紙幣は偽造防止に髭を蓄えた男性の肖像が多くあるが、最近は印刷技術が発達したので一万円札は、かの聖徳太子に代わり髭のない福沢諭吉が登場している。だが、世界の紙幣には女性がしばしば登場している。英国のエリザベス女王 やナイチンゲールは周知の通りで、デンマークは5券種のうち4券種が女性で、中国でも多くの女性が占めている。だが音楽の世界に目を向けると、ドイツの100マルク紙幣のクララ・シューマンが唯一であることは興味深い。クララは作曲家ロベルト・シューマンの妻で、最初の女流職業ピアニストである。


 19世紀のヨーロッパではピアノをたしなむことは上流家庭の習わしであった。ロベルトはクララのピアノの家庭教師を通じ知り合った。
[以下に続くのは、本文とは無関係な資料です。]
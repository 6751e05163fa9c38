//! Notification Seam
//!
//! The core reports successful allocations and completed repayments to an
//! external notification collaborator. Delivery and format are out of scope;
//! this module only defines the payloads and the sink trait.
//!
//! Events are emitted strictly after the surrounding transaction commits: a
//! sink failure can never roll back ledger state, and a rollback can never
//! have produced an event.

use lib_types::{Amount, MemberId, ObligationId, PayoutSource, RotationEventId, Timestamp};
use serde::{Deserialize, Serialize};
use std::sync::Mutex;
use tracing::info;

/// Payload reported to the notification collaborator
#[derive(Debug, Clone, PartialEq, Eq, Serialize, Deserialize)]
#[serde(tag = "event", rename_all = "snake_case")]
pub enum LedgerEvent {
    /// A rotation payout was executed
    PayoutExecuted {
        member_id: MemberId,
        amount: Amount,
        source: PayoutSource,
        rotation_event_id: RotationEventId,
        triggered_at: Timestamp,
    },
    /// A repayment obligation reached its target
    RepaymentCompleted {
        member_id: MemberId,
        obligation_id: ObligationId,
        target_amount: Amount,
        amount_paid: Amount,
        completed_at: Timestamp,
    },
}

/// Receiver for post-commit ledger events
pub trait EventSink: Send + Sync {
    fn emit(&self, event: &LedgerEvent);
}

/// Default sink: structured log lines only
#[derive(Debug, Default)]
pub struct TracingSink;

impl EventSink for TracingSink {
    fn emit(&self, event: &LedgerEvent) {
        match event {
            LedgerEvent::PayoutExecuted {
                member_id,
                amount,
                source,
                ..
            } => {
                info!(member = %member_id, %amount, %source, "payout executed");
            }
            LedgerEvent::RepaymentCompleted {
                member_id,
                amount_paid,
                target_amount,
                ..
            } => {
                info!(
                    member = %member_id,
                    paid = %amount_paid,
                    target = %target_amount,
                    "repayment completed"
                );
            }
        }
    }
}

/// Capturing sink for integration tests and collaborator stubs
#[derive(Debug, Default)]
pub struct RecordingSink {
    events: Mutex<Vec<LedgerEvent>>,
}

impl RecordingSink {
    pub fn new() -> Self {
        Self::default()
    }

    /// Snapshot of everything emitted so far
    pub fn events(&self) -> Vec<LedgerEvent> {
        // A panicked holder poisons the guard but leaves the Vec intact
        self.events
            .lock()
            .unwrap_or_else(|poisoned| poisoned.into_inner())
            .clone()
    }
}

impl EventSink for RecordingSink {
    fn emit(&self, event: &LedgerEvent) {
        self.events
            .lock()
            .unwrap_or_else(|poisoned| poisoned.into_inner())
            .push(event.clone());
    }
}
彼はどこか夢見がちで生活力の乏しい青年であったので、クララの父親の猛烈な反対の末での結婚であった。今日、シューマンが世界に名を馳しているのはクララが夫の作品を世間に広しめたからで、彼の作品は必ずしも優れた物ばかりとは限らない。シューマンは、捨てがたいような小さな情緒の閃きを端的にすくい取る。だから小品には味わい深い作品が多い。有名なピアノ曲トロイメライ(独語で夢)や歌曲、ミルテの花(婚礼の花冠)がそれである。一方、大きくまとめなければならない大作は、感受性が先行し基本的な形式から逸脱して冗漫といえる。
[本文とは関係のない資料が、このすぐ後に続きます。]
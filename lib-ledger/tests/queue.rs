//! Queue and eligibility-list behavior against a real in-memory store.

mod common;

use common::{onboard, onboard_and_adhere, test_ledger};
use lib_ledger::LedgerError;
use lib_rotation::RotationError;
use lib_types::{MemberId, MemberPhase};

#[tokio::test]
async fn adhesion_assigns_back_of_queue_positions() {
    let (ledger, _sink) = test_ledger().await;

    let first = onboard(&ledger).await;
    let second = onboard(&ledger).await;
    let third = onboard(&ledger).await;

    let r1 = ledger.record_adhesion(first, None).await.unwrap();
    let r2 = ledger.record_adhesion(second, None).await.unwrap();
    let r3 = ledger.record_adhesion(third, None).await.unwrap();
    assert_eq!((r1.position, r2.position, r3.position), (1, 2, 3));

    assert_eq!(ledger.queue_position(first).await.unwrap(), Some(1));
    assert_eq!(ledger.queue_position(second).await.unwrap(), Some(2));
    assert_eq!(ledger.queue_position(third).await.unwrap(), Some(3));

    let head = ledger.peek_head().await.unwrap().unwrap();
    assert_eq!(head.member_id, first);
}

#[tokio::test]
async fn a_member_adheres_once() {
    let (ledger, _sink) = test_ledger().await;
    let member = onboard_and_adhere(&ledger).await;

    let err = ledger.record_adhesion(member, None).await.unwrap_err();
    assert!(matches!(
        err.as_core(),
        Some(&RotationError::InvalidStateTransition {
            phase: MemberPhase::Queued,
            ..
        })
    ));

    // Rejected atomically: no second charge, no second entry
    assert_eq!(ledger.pool_balance().await.unwrap(), 10_000);
    assert_eq!(ledger.queue_position(member).await.unwrap(), Some(1));
}

#[tokio::test]
async fn adhesion_for_an_unknown_member_is_rejected() {
    let (ledger, _sink) = test_ledger().await;

    let err = ledger
        .record_adhesion(MemberId::new(4242), None)
        .await
        .unwrap_err();
    assert!(matches!(err, LedgerError::MemberNotFound(_)));
    assert_eq!(ledger.pool_balance().await.unwrap(), 0);
}

#[tokio::test]
async fn one_active_queue_entry_per_member() {
    let (ledger, _sink) = test_ledger().await;
    let member = onboard(&ledger).await;

    ledger.enqueue(member, 100).await.unwrap();
    let err = ledger.enqueue(member, 200).await.unwrap_err();
    assert_eq!(err.as_core(), Some(&RotationError::AlreadyQueued));
}

#[tokio::test]
async fn dequeue_is_guarded_against_replays() {
    let (ledger, _sink) = test_ledger().await;
    let member = onboard(&ledger).await;

    let entry = ledger.enqueue(member, 100).await.unwrap();
    ledger.dequeue(entry).await.unwrap();

    let err = ledger.dequeue(entry).await.unwrap_err();
    assert_eq!(err.as_core(), Some(&RotationError::NotActive));
}

#[tokio::test]
async fn position_skips_deactivated_entries() {
    let (ledger, _sink) = test_ledger().await;

    let first = onboard(&ledger).await;
    let second = onboard(&ledger).await;
    let third = onboard(&ledger).await;
    let head_entry = ledger.enqueue(first, 100).await.unwrap();
    ledger.enqueue(second, 200).await.unwrap();
    ledger.enqueue(third, 300).await.unwrap();

    ledger.dequeue(head_entry).await.unwrap();

    // Everyone behind the consumed head moves up; history keeps the row
    assert_eq!(ledger.queue_position(first).await.unwrap(), None);
    assert_eq!(ledger.queue_position(second).await.unwrap(), Some(1));
    assert_eq!(ledger.queue_position(third).await.unwrap(), Some(2));

    let head = ledger.peek_head().await.unwrap().unwrap();
    assert_eq!(head.member_id, second);
}

#[tokio::test]
async fn eligibility_consume_is_guarded_against_replays() {
    let (ledger, _sink) = test_ledger().await;
    let member = onboard(&ledger).await;

    let entry = ledger.mark_eligible(member, 100).await.unwrap();
    ledger.consume(entry).await.unwrap();

    let err = ledger.consume(entry).await.unwrap_err();
    assert_eq!(err.as_core(), Some(&RotationError::AlreadyProcessed));
}

#[tokio::test]
async fn repeat_eligibility_rearms_the_same_row() {
    let (ledger, _sink) = test_ledger().await;
    let member = onboard(&ledger).await;

    let entry = ledger.mark_eligible(member, 100).await.unwrap();
    ledger.consume(entry).await.unwrap();
    assert!(ledger.peek_oldest_unprocessed().await.unwrap().is_none());

    // A later completed repayment re-arms the member's single row
    let rearmed = ledger.mark_eligible(member, 500).await.unwrap();
    assert_eq!(rearmed, entry);

    let candidate = ledger.peek_oldest_unprocessed().await.unwrap().unwrap();
    assert_eq!(candidate.member_id, member);
    assert_eq!(candidate.became_eligible_at, 500);
}

#[tokio::test]
async fn oldest_eligibility_entry_wins() {
    let (ledger, _sink) = test_ledger().await;

    let late = onboard(&ledger).await;
    let early = onboard(&ledger).await;
    ledger.mark_eligible(late, 900).await.unwrap();
    ledger.mark_eligible(early, 100).await.unwrap();

    let candidate = ledger.peek_oldest_unprocessed().await.unwrap().unwrap();
    assert_eq!(candidate.member_id, early);
}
 だから、音楽を通して芸術や人生の深淵をとらえるには音楽構成に注ぐ生命力に欠ける。そのことが彼を追いつめ、精神に異常をきたしライン川に入水する。37歳で未亡人になったクララは父から勘当を受けた身の上。残された8人の子供を養うためにピアノのプロになり、同時に世間に夫の作品を紹介した。ピアニストとプロデューサーの二股を掛けたのである 。現代でも音楽作品が流行るのは作品の良否はもとより、その時代背景にも影響される。流行は、言葉だけであって中身はバブルの側面を持つから、作品の内容よりもマスコミにプロデュースする力量が先行する事実も否めない。
 ロベルトはクララの父親から、そして自分自身の才能からも過小に評価され、崇高な作品の追求が自らを死に追い詰める。だが、たぐい希な女性音楽家の紙幣の肖像になったクララは76年の生涯の中で愛するにも、そしてそれを貫くにも信念と勇気が必要であることを音を介して聴衆に示すことができた。それは亡夫ロベルト・シューマンが望んでいた世界にほかならない。